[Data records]
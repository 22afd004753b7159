//! LLM oracle classifier

use super::classifier::{Classification, ClassificationRequest, Classifier, ClassifyError, STAY};
use crate::llm::{LlmRequest, LlmService};
use crate::state_machine::WorkflowState;
use async_trait::async_trait;
use std::fmt::Write as _;
use std::sync::Arc;

const ROUTING_MAX_TOKENS: u32 = 200;

pub struct LlmClassifier {
    llm: Arc<dyn LlmService>,
    instruction: String,
}

impl LlmClassifier {
    pub fn new(llm: Arc<dyn LlmService>, instruction: impl Into<String>) -> Self {
        Self {
            llm,
            instruction: instruction.into(),
        }
    }

    /// Routing instruction listing every state of `S` with its description
    pub fn for_workflow<S: WorkflowState>(llm: Arc<dyn LlmService>) -> Self {
        let mut instruction = String::from(
            "You route a multi-step conversation between specialized assistants. \
             Decide which step the user wants to be in next.\n\nSTATES:\n",
        );
        for state in S::ALL {
            let _ = writeln!(instruction, "- {}: {}", state.name(), state.description());
        }
        let _ = write!(
            instruction,
            "\nYou are given the current state, the states you may choose from and the \
             conversation. Respond with ONLY a JSON object such as \
             {{\"target_state\": \"STATE_NAME\"}}. Use \"{STAY}\" when the user is not asking \
             to move or the intent is unclear."
        );
        Self::new(llm, instruction)
    }
}

#[async_trait]
impl Classifier for LlmClassifier {
    async fn classify(
        &self,
        request: &ClassificationRequest<'_>,
    ) -> Result<Classification, ClassifyError> {
        let llm_request = LlmRequest::new(self.instruction.clone(), request.prompt())
            .with_max_tokens(ROUTING_MAX_TOKENS);
        let response = self
            .llm
            .complete(&llm_request)
            .await
            .map_err(|e| ClassifyError::Backend(e.message))?;
        parse_reply(&response.text)
    }

    fn name(&self) -> &'static str {
        "llm"
    }
}

/// Extract `{"target_state": ...}` from a reply that may carry code fences or prose
pub(crate) fn parse_reply(reply: &str) -> Result<Classification, ClassifyError> {
    let trimmed = reply.trim();
    if trimmed.eq_ignore_ascii_case(STAY) {
        return Ok(Classification::stay());
    }

    let json = match (trimmed.find('{'), trimmed.rfind('}')) {
        (Some(start), Some(end)) if start < end => trimmed.get(start..=end),
        _ => None,
    }
    .ok_or_else(|| ClassifyError::Malformed(trimmed.to_string()))?;

    serde_json::from_str(json).map_err(|e| ClassifyError::Malformed(format!("{e}: {json}")))
}
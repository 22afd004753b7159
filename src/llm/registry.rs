//! Provider construction from environment configuration

use super::{AnthropicModel, AnthropicService, LlmError, LlmService, LoggingService};
use std::collections::HashMap;
use std::sync::Arc;

const PREFERRED_DEFAULT: AnthropicModel = AnthropicModel::Claude45Sonnet;
const PREFERRED_CHEAP: AnthropicModel = AnthropicModel::Claude45Haiku;

#[derive(Debug, Clone, Default)]
pub struct LlmConfig {
    pub anthropic_api_key: Option<String>,
    /// Gateway base URL; the gateway handles authentication
    pub gateway: Option<String>,
    pub default_model: Option<String>,
}

impl LlmConfig {
    pub fn from_env() -> Self {
        Self {
            anthropic_api_key: std::env::var("ANTHROPIC_API_KEY").ok(),
            gateway: std::env::var("LLM_GATEWAY").ok(),
            default_model: std::env::var("DEFAULT_MODEL").ok(),
        }
    }

    fn api_key(&self) -> Option<String> {
        if self.gateway.is_some() {
            return Some("implicit".to_string());
        }
        self.anthropic_api_key
            .clone()
            .filter(|key| !key.trim().is_empty())
    }
}

/// Available models, each wrapped in a [`LoggingService`]
pub struct ModelRegistry {
    services: HashMap<String, Arc<dyn LlmService>>,
    default_model: String,
}

impl ModelRegistry {
    pub fn new(config: &LlmConfig) -> Result<Self, LlmError> {
        let mut services: HashMap<String, Arc<dyn LlmService>> = HashMap::new();

        if let Some(api_key) = config.api_key() {
            for model in AnthropicModel::ALL {
                let service =
                    AnthropicService::new(api_key.clone(), *model, config.gateway.as_deref())?;
                services.insert(
                    model.model_id().to_string(),
                    Arc::new(LoggingService::new(Arc::new(service))),
                );
            }
        }

        let default_model = config
            .default_model
            .clone()
            .unwrap_or_else(|| PREFERRED_DEFAULT.model_id().to_string());

        Ok(Self {
            services,
            default_model,
        })
    }

    pub fn get(&self, model_id: &str) -> Option<Arc<dyn LlmService>> {
        self.services.get(model_id).cloned()
    }

    pub fn default(&self) -> Option<Arc<dyn LlmService>> {
        self.get(&self.default_model)
    }

    pub fn default_model_id(&self) -> &str {
        &self.default_model
    }

    pub fn available_models(&self) -> Vec<String> {
        let mut models: Vec<_> = self.services.keys().cloned().collect();
        models.sort();
        models
    }

    pub fn has_models(&self) -> bool {
        !self.services.is_empty()
    }

    /// Fast model for routing decisions; falls back to the default
    pub fn cheap(&self) -> Option<Arc<dyn LlmService>> {
        self.get(PREFERRED_CHEAP.model_id()).or_else(|| self.default())
    }
}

Assigned task: Retype all of the data exactly, so that nothing differs from what is given.

Result:
repository 22afd004753b7159
//! LLM oracle classifier

use super::classifier::{Classification, ClassificationRequest, Classifier, ClassifyError, STAY};
use crate::llm::{LlmRequest, LlmService};
use crate::state_machine::WorkflowState;
use async_trait::async_trait;
use std::fmt::Write as _;
use std::sync::Arc;

const ROUTING_MAX_TOKENS: u32 = 200;

pub struct LlmClassifier {
    llm: Arc<dyn LlmService>,
    instruction: String,
}

impl LlmClassifier {
    pub fn new(llm: Arc<dyn LlmService>, instruction: impl Into<String>) -> Self {
        Self {
            llm,
            instruction: instruction.into(),
        }
    }

    /// Routing instruction listing every state of `S` with its description
    pub fn for_workflow<S: WorkflowState>(llm: Arc<dyn LlmService>) -> Self {
        let mut instruction = String::from(
            "You route a multi-step conversation between specialized assistants. \
             Decide which step the user wants to be in next.\n\nSTATES:\n",
        );
        for state in S::ALL {
            let _ = writeln!(instruction, "- {}: {}", state.name(), state.description());
        }
        let _ = write!(
            instruction,
            "\nYou are given the current state, the states you may choose from and the \
             conversation. Respond with ONLY a JSON object such as \
             {{\"target_state\": \"STATE_NAME\"}}. Use \"{STAY}\" when the user is not asking \
             to move or the intent is unclear."
        );
        Self::new(llm, instruction)
    }
}

#[async_trait]
impl Classifier for LlmClassifier {
    async fn classify(
        &self,
        request: &ClassificationRequest<'_>,
    ) -> Result<Classification, ClassifyError> {
        let llm_request = LlmRequest::new(self.instruction.clone(), request.prompt())
            .with_max_tokens(ROUTING_MAX_TOKENS);
        let response = self
            .llm
            .complete(&llm_request)
            .await
            .map_err(|e| ClassifyError::Backend(e.message))?;
        parse_reply(&response.text)
    }

    fn name(&self) -> &'static str {
        "llm"
    }
}

/// Extract `{"target_state": ...}` from a reply that may carry code fences or prose
pub(crate) fn parse_reply(reply: &str) -> Result<Classification, ClassifyError> {
    let trimmed = reply.trim();
    if trimmed.eq_ignore_ascii_case(STAY) {
        return Ok(Classification::stay());
    }

    let json = match (trimmed.find('{'), trimmed.rfind('}')) {
        (Some(start), Some(end)) if start < end => trimmed.get(start..=end),
        _ => None,
    }
    .ok_or_else(|| ClassifyError::Malformed(trimmed.to_string()))?;

    serde_json::from_str(json).map_err(|e| ClassifyError::Malformed(format!("{e}: {json}")))
}
repository 22afd004753b7159
filename src/llm/registry.rs
//! Provider construction from environment configuration

use super::{AnthropicModel, AnthropicService, LlmError, LlmService, LoggingService};
use std::collections::HashMap;
use std::sync::Arc;

const PREFERRED_DEFAULT: AnthropicModel = AnthropicModel::Claude45Sonnet;
const PREFERRED_CHEAP: AnthropicModel = AnthropicModel::Claude45Haiku;

#[derive(Debug, Clone, Default)]
pub struct LlmConfig {
    pub anthropic_api_key: Option<String>,
    /// Gateway base URL; the gateway handles authentication
    pub gateway: Option<String>,
    pub default_model: Option<String>,
}

impl LlmConfig {
    pub fn from_env() -> Self {
        Self {
            anthropic_api_key: std::env::var("ANTHROPIC_API_KEY").ok(),
            gateway: std::env::var("LLM_GATEWAY").ok(),
            default_model: std::env::var("DEFAULT_MODEL").ok(),
        }
    }

    fn api_key(&self) -> Option<String> {
        if self.gateway.is_some() {
            return Some("implicit".to_string());
        }
        self.anthropic_api_key
            .clone()
            .filter(|key| !key.trim().is_empty())
    }
}

/// Available models, each wrapped in a [`LoggingService`]
pub struct ModelRegistry {
    services: HashMap<String, Arc<dyn LlmService>>,
    default_model: String,
}

impl ModelRegistry {
    pub fn new(config: &LlmConfig) -> Result<Self, LlmError> {
        let mut services: HashMap<String, Arc<dyn LlmService>> = HashMap::new();

        if let Some(api_key) = config.api_key() {
            for model in AnthropicModel::ALL {
                let service =
                    AnthropicService::new(api_key.clone(), *model, config.gateway.as_deref())?;
                services.insert(
                    model.model_id().to_string(),
                    Arc::new(LoggingService::new(Arc::new(service))),
                );
            }
        }

        let default_model = config
            .default_model
            .clone()
            .unwrap_or_else(|| PREFERRED_DEFAULT.model_id().to_string());

        Ok(Self {
            services,
            default_model,
        })
    }

    pub fn get(&self, model_id: &str) -> Option<Arc<dyn LlmService>> {
        self.services.get(model_id).cloned()
    }

    pub fn default(&self) -> Option<Arc<dyn LlmService>> {
        self.get(&self.default_model)
    }

    pub fn default_model_id(&self) -> &str {
        &self.default_model
    }

    pub fn available_models(&self) -> Vec<String> {
        let mut models: Vec<_> = self.services.keys().cloned().collect();
        models.sort();
        models
    }

    pub fn has_models(&self) -> bool {
        !self.services.is_empty()
    }

    /// Fast model for routing decisions; falls back to the default
    pub fn cheap(&self) -> Option<Arc<dyn LlmService>> {
        self.get(PREFERRED_CHEAP.model_id()).or_else(|| self.default())
    }
}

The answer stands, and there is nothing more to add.